**What is needed**:
Nothing is needed except the lines below that run from the one with "pub fn remove_all(&mut" through the one with "a single one.", repeated exactly.

**Material for this exercise**:
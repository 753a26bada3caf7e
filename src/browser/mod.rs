//! Remote collection browser: listing -> selection -> detail -> derived options.
//!
//! The browser owns all view state for one collection and never performs I/O.
//! Operations return `Request`s for the caller to execute; results come back
//! through `apply_*`/`fail_*` together with the generation they were issued
//! under, and anything not matching the latest generation is dropped.

pub mod debounce;
pub mod derive;
pub mod generation;


use crate::model::{CollectionSpec, DetailObject, ListingEntry};
use debounce::Debouncer;
use derive::{default_specs, derive_options, Derivation, DerivedOption};
use generation::Generation;
use serde_json::Value as JsonValue;
use regex::Regex;
use std::collections::HashMap;
use std::sync::OnceLock;
use std::time::Duration;

/// I/O the browser wants performed on its behalf.
#[derive(Debug, Clone, PartialEq, Eq)]
pub enum Request {
    Listing { generation: u64 },
    Detail { id: String, generation: u64 },
    Remove { id: String },
    RemoveAll,
}

pub struct RemoteCollectionBrowser {
    spec: CollectionSpec,
    entries: Vec<ListingEntry>,
    // Listing elements by id; used as the detail when no detail endpoint exists
    inline: HashMap<String, JsonValue>,
    visible: Vec<usize>,
    search: String,
    selected_id: Option<String>,
    detail: Option<DetailObject>,
    derivation: Derivation,
    listing_gen: Generation,
    detail_gen: Generation,
    // Bumped whenever the detail is replaced or cleared
    revision: u64,
    pub loading_listing: bool,
    pub loading_detail: bool,
    pub debouncer: Debouncer,
}

impl RemoteCollectionBrowser {
    pub fn new(spec: CollectionSpec, debounce: Duration) -> Self {
        Self {
            spec,
            entries: Vec::new(),
            inline: HashMap::new(),
            visible: Vec::new(),
            search: String::new(),
            selected_id: None,
            detail: None,
            derivation: Derivation::default(),
            listing_gen: Generation::default(),
            detail_gen: Generation::default(),
            revision: 0,
            loading_listing: false,
            loading_detail: false,
            debouncer: Debouncer::new(debounce),
        }
    }

    pub fn spec(&self) -> &CollectionSpec {
        &self.spec
    }

    pub fn entries(&self) -> &[ListingEntry] {
        &self.entries
    }

    pub fn visible_entries(&self) -> Vec<&ListingEntry> {
        self.visible.iter().filter_map(|&i| self.entries.get(i)).collect()
    }

    pub fn selected_id(&self) -> Option<&str> {
        self.selected_id.as_deref()
    }

    /// Position of the selected entry within the visible subset.
    pub fn selected_visible_index(&self) -> Option<usize> {
        let id = self.selected_id.as_deref()?;
        self.visible
            .iter()
            .position(|&i| self.entries.get(i).map(|e| e.id.as_str()) == Some(id))
    }

    pub fn detail(&self) -> Option<&DetailObject> {
        self.detail.as_ref()
    }

    pub fn derivation(&self) -> &Derivation {
        &self.derivation
    }

    pub fn option(&self, name: &str) -> Option<&DerivedOption> {
        self.derivation.get(name)
    }

    pub fn search_text(&self) -> &str {
        &self.search
    }

    /// Nothing listed (or nothing matching the search): no detail to render.
    pub fn is_empty(&self) -> bool {
        self.visible.is_empty()
    }

    pub fn revision(&self) -> u64 {
        self.revision
    }

    pub fn is_loading(&self) -> bool {
        self.loading_listing || self.loading_detail
    }

    fn option_specs(&self) -> Vec<crate::model::OptionSpec> {
        if self.spec.options.is_empty() {
            default_specs()
        } else {
            self.spec.options.clone()
        }
    }

    // ---------------- listing ------------------------------------------------

    pub fn load_listing(&mut self) -> Request {
        self.loading_listing = true;
        Request::Listing {
            generation: self.listing_gen.issue(),
        }
    }

    /// Apply a listing response. Returns `None` when the response is stale.
    pub fn apply_listing(&mut self, generation: u64, body: &JsonValue) -> Option<Vec<Request>> {
        if !self.listing_gen.is_current(generation) {
            tracing::debug!(collection = %self.spec.id, generation, "dropping stale listing");
            return None;
        }
        self.loading_listing = false;
        let (entries, inline) = parse_listing(&self.spec, body);
        self.entries = entries;
        self.inline = inline;
        self.selected_id = None;
        self.recompute_visible();
        Some(self.sync_selection_with_visible())
    }

    pub fn fail_listing(&mut self, generation: u64) {
        if self.listing_gen.is_current(generation) {
            self.loading_listing = false;
        }
    }

    // ---------------- detail -------------------------------------------------

    /// Select an entry and load its detail.
    pub fn select(&mut self, id: &str) -> Vec<Request> {
        if !self.entries.iter().any(|e| e.id == id) {
            return Vec::new();
        }
        self.selected_id = Some(id.to_string());
        let generation = self.detail_gen.issue();
        if self.spec.detail.is_none() {
            let value = self.inline.get(id).cloned().unwrap_or(JsonValue::Null);
            self.install_detail(DetailObject::from_value(id, value));
            return Vec::new();
        }
        self.loading_detail = true;
        vec![Request::Detail {
            id: id.to_string(),
            generation,
        }]
    }

    /// Move the selection within the visible subset.
    pub fn move_selection(&mut self, delta: isize) -> Vec<Request> {
        if self.visible.is_empty() {
            return Vec::new();
        }
        let cur = self.selected_visible_index().unwrap_or(0) as isize;
        let max = self.visible.len() as isize - 1;
        let next = (cur + delta).clamp(0, max) as usize;
        if Some(next) == self.selected_visible_index() {
            return Vec::new();
        }
        let id = self.entries[self.visible[next]].id.clone();
        self.select(&id)
    }

    /// Apply a detail response. Returns false when the response is stale.
    pub fn apply_detail(&mut self, generation: u64, detail: DetailObject) -> bool {
        if !self.detail_gen.is_current(generation) {
            tracing::debug!(collection = %self.spec.id, generation, id = %detail.id, "dropping stale detail");
            return false;
        }
        self.loading_detail = false;
        self.install_detail(detail);
        true
    }

    pub fn fail_detail(&mut self, generation: u64) {
        if self.detail_gen.is_current(generation) {
            self.loading_detail = false;
        }
    }

    fn install_detail(&mut self, detail: DetailObject) {
        self.derivation = if detail.is_empty() {
            Derivation::default()
        } else {
            derive_options(&detail.value, &self.option_specs(), None)
        };
        for w in &self.derivation.warnings {
            tracing::warn!(collection = %self.spec.id, id = %detail.id, warning = %w, "option schema mismatch");
        }
        self.detail = Some(detail);
        self.revision += 1;
    }

    fn clear_detail(&mut self) {
        self.detail_gen.invalidate();
        self.loading_detail = false;
        self.selected_id = None;
        self.detail = None;
        self.derivation = Derivation::default();
        self.revision += 1;
    }

    // ---------------- search -------------------------------------------------

    /// Filter the listing by case-insensitive substring match on labels.
    pub fn filter(&mut self, text: &str) -> Vec<Request> {
        self.search = text.to_string();
        self.recompute_visible();
        self.sync_selection_with_visible()
    }

    fn recompute_visible(&mut self) {
        let needle = self.search.to_lowercase();
        self.visible = self
            .entries
            .iter()
            .enumerate()
            .filter(|(_, e)| needle.is_empty() || e.label.to_lowercase().contains(&needle))
            .map(|(i, _)| i)
            .collect();
    }

    fn sync_selection_with_visible(&mut self) -> Vec<Request> {
        if self.visible.is_empty() {
            self.clear_detail();
            return Vec::new();
        }
        if self.selected_visible_index().is_some() {
            return Vec::new();
        }
        let id = self.entries[self.visible[0]].id.clone();
        self.select(&id)
    }

    // ---------------- mutations ----------------------------------------------

    /// Drop everything; in-flight responses become stale.
    pub fn reset(&mut self) {
        self.listing_gen.invalidate();
        self.loading_listing = false;
        self.entries.clear();
        self.inline.clear();
        self.visible.clear();
        self.search.clear();
        self.debouncer.cancel();
        self.clear_detail();
    }

    pub fn refresh(&mut self) -> Request {
        self.reset();
        self.load_listing()
    }

    /// Reset and ask for deletion; the listing is reloaded once the server acks.
    pub fn remove(&mut self, id: &str) -> Option<Request> {
        self.spec.remove.as_ref()?;
        let id = id.to_string();
        self.reset();
        self.loading_listing = true;
        Some(Request::Remove { id })
    }

    pub fn remove_all(&mut self) -> Option<Request> {
        self.spec.remove_all.as_ref()?;
        self.reset();
        self.loading_listing = true;
        Some(Request::RemoveAll)
    }

    /// Called after a remove request finished, successfully or not.
    pub fn after_remove(&mut self) -> Request {
        self.load_listing()
    }

    // ---------------- derived options ----------------------------------------

    /// Replace the selection of option `name`; keys must be offered options.
    pub fn set_option(&mut self, name: &str, selection: Vec<String>) -> Result<(), String> {
        let Some(detail) = self.detail.as_ref() else {
            return Err("no detail loaded".to_string());
        };
        let opt = self
            .derivation
            .get(name)
            .ok_or_else(|| format!("unknown option '{name}'"))?;
        if let Some(bad) = selection.iter().find(|k| !opt.options.contains(k)) {
            return Err(format!("'{bad}' is not a key of '{name}'"));
        }
        if !opt.multi && selection.len() > 1 {
            return Err(format!("'{name}' accepts a single key"));
        }
        let mut previous = self.derivation.options.clone();
        if let Some(p) = previous.iter_mut().find(|p| p.name == name) {
            p.selected = selection;
        }
        self.derivation = derive_options(&detail.value, &self.option_specs(), Some(&previous));
        Ok(())
    }

    /// Toggle one key of a multi-select option, or pick it for a single one.
    pub fn toggle_option_key(&mut self, name: &str, key: &str) -> Result<(), String> {
        let opt = self
            .derivation
            .get(name)
            .ok_or_else(|| format!("unknown option '{name}'"))?;
        let selection = if opt.multi {
            let mut sel: Vec<String> = opt.selected.clone();
            if let Some(pos) = sel.iter().position(|s| s == key) {
                sel.remove(pos);
            } else {
                sel.push(key.to_string());
            }
            // Keep server key order
            opt.options
                .iter()
                .filter(|k| sel.contains(k))
                .cloned()
                .collect()
        } else {
            vec![key.to_string()]
        };
        self.set_option(name, selection)
    }

    /// Step a single-select option forward or backward through its keys.
    pub fn cycle_option(&mut self, name: &str, delta: isize) -> Result<(), String> {
        let opt = self
            .derivation
            .get(name)
            .ok_or_else(|| format!("unknown option '{name}'"))?;
        if opt.options.is_empty() {
            return Ok(());
        }
        let cur = opt
            .first_selected()
            .and_then(|s| opt.options.iter().position(|k| k == s))
            .unwrap_or(0) as isize;
        let n = opt.options.len() as isize;
        let next = (cur + delta).rem_euclid(n) as usize;
        let key = opt.options[next].clone();
        self.set_option(name, vec![key])
    }

    /// Total sample count of the loaded statistic, when configured.
    pub fn num_samples(&self) -> Option<f64> {
        let path = self.spec.samples_path.as_deref()?;
        let detail = self.detail.as_ref()?;
        let table = crate::services::loader::get_by_path(&detail.value, path)?;
        Some(crate::stats::num_samples(table))
    }
}

/// Turn a listing body into entries. Elements without an id are skipped.
pub(crate) fn parse_listing(
    spec: &CollectionSpec,
    body: &JsonValue,
) -> (Vec<ListingEntry>, HashMap<String, JsonValue>) {
    let mut entries = Vec::new();
    let mut inline = HashMap::new();
    let Some(arr) = body.as_array() else {
        if !body.is_null() {
            tracing::warn!(collection = %spec.id, "listing response is not an array");
        }
        return (entries, inline);
    };
    for (idx, item) in arr.iter().enumerate() {
        let Some(id) = item.get(spec.id_field.as_str()).and_then(scalar_text) else {
            tracing::warn!(collection = %spec.id, index = idx, field = %spec.id_field, "listing element without id");
            continue;
        };
        let label = match &spec.label {
            Some(tpl) => render_label(tpl, item),
            None => format!("ID: {id}"),
        };
        if spec.detail.is_none() {
            inline.insert(id.clone(), item.clone());
        }
        entries.push(ListingEntry { id, label });
    }
    (entries, inline)
}

fn scalar_text(v: &JsonValue) -> Option<String> {
    match v {
        JsonValue::String(s) => Some(s.clone()),
        JsonValue::Number(n) => Some(n.to_string()),
        JsonValue::Bool(b) => Some(b.to_string()),
        _ => None,
    }
}

/// Fill `{field}` placeholders from the listing element.
pub(crate) fn render_label(template: &str, item: &JsonValue) -> String {
    static LABEL_RE: OnceLock<Regex> = OnceLock::new();
    let re = LABEL_RE.get_or_init(|| Regex::new(r"\{([A-Za-z0-9_.]+)\}").expect("static regex"));
    re.replace_all(template, |caps: &regex::Captures| {
        crate::services::loader::get_by_path(item, &caps[1])
            .and_then(scalar_text)
            .unwrap_or_default()
    })
    .to_string()
}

**Your response**:
    pub fn remove_all(&mut self) -> Option<Request> {
        self.spec.remove_all.as_ref()?;
        self.reset();
        self.loading_listing = true;
        Some(Request::RemoveAll)
    }

    /// Called after a remove request finished, successfully or not.
    pub fn after_remove(&mut self) -> Request {
        self.load_listing()
    }

    // ---------------- derived options ----------------------------------------

    /// Replace the selection of option `name`; keys must be offered options.
    pub fn set_option(&mut self, name: &str, selection: Vec<String>) -> Result<(), String> {
        let Some(detail) = self.detail.as_ref() else {
            return Err("no detail loaded".to_string());
        };
        let opt = self
            .derivation
            .get(name)
            .ok_or_else(|| format!("unknown option '{name}'"))?;
        if let Some(bad) = selection.iter().find(|k| !opt.options.contains(k)) {
            return Err(format!("'{bad}' is not a key of '{name}'"));
        }
        if !opt.multi && selection.len() > 1 {
            return Err(format!("'{name}' accepts a single key"));
        }
        let mut previous = self.derivation.options.clone();
        if let Some(p) = previous.iter_mut().find(|p| p.name == name) {
            p.selected = selection;
        }
        self.derivation = derive_options(&detail.value, &self.option_specs(), Some(&previous));
        Ok(())
    }

    /// Toggle one key of a multi-select option, or pick it for a single one.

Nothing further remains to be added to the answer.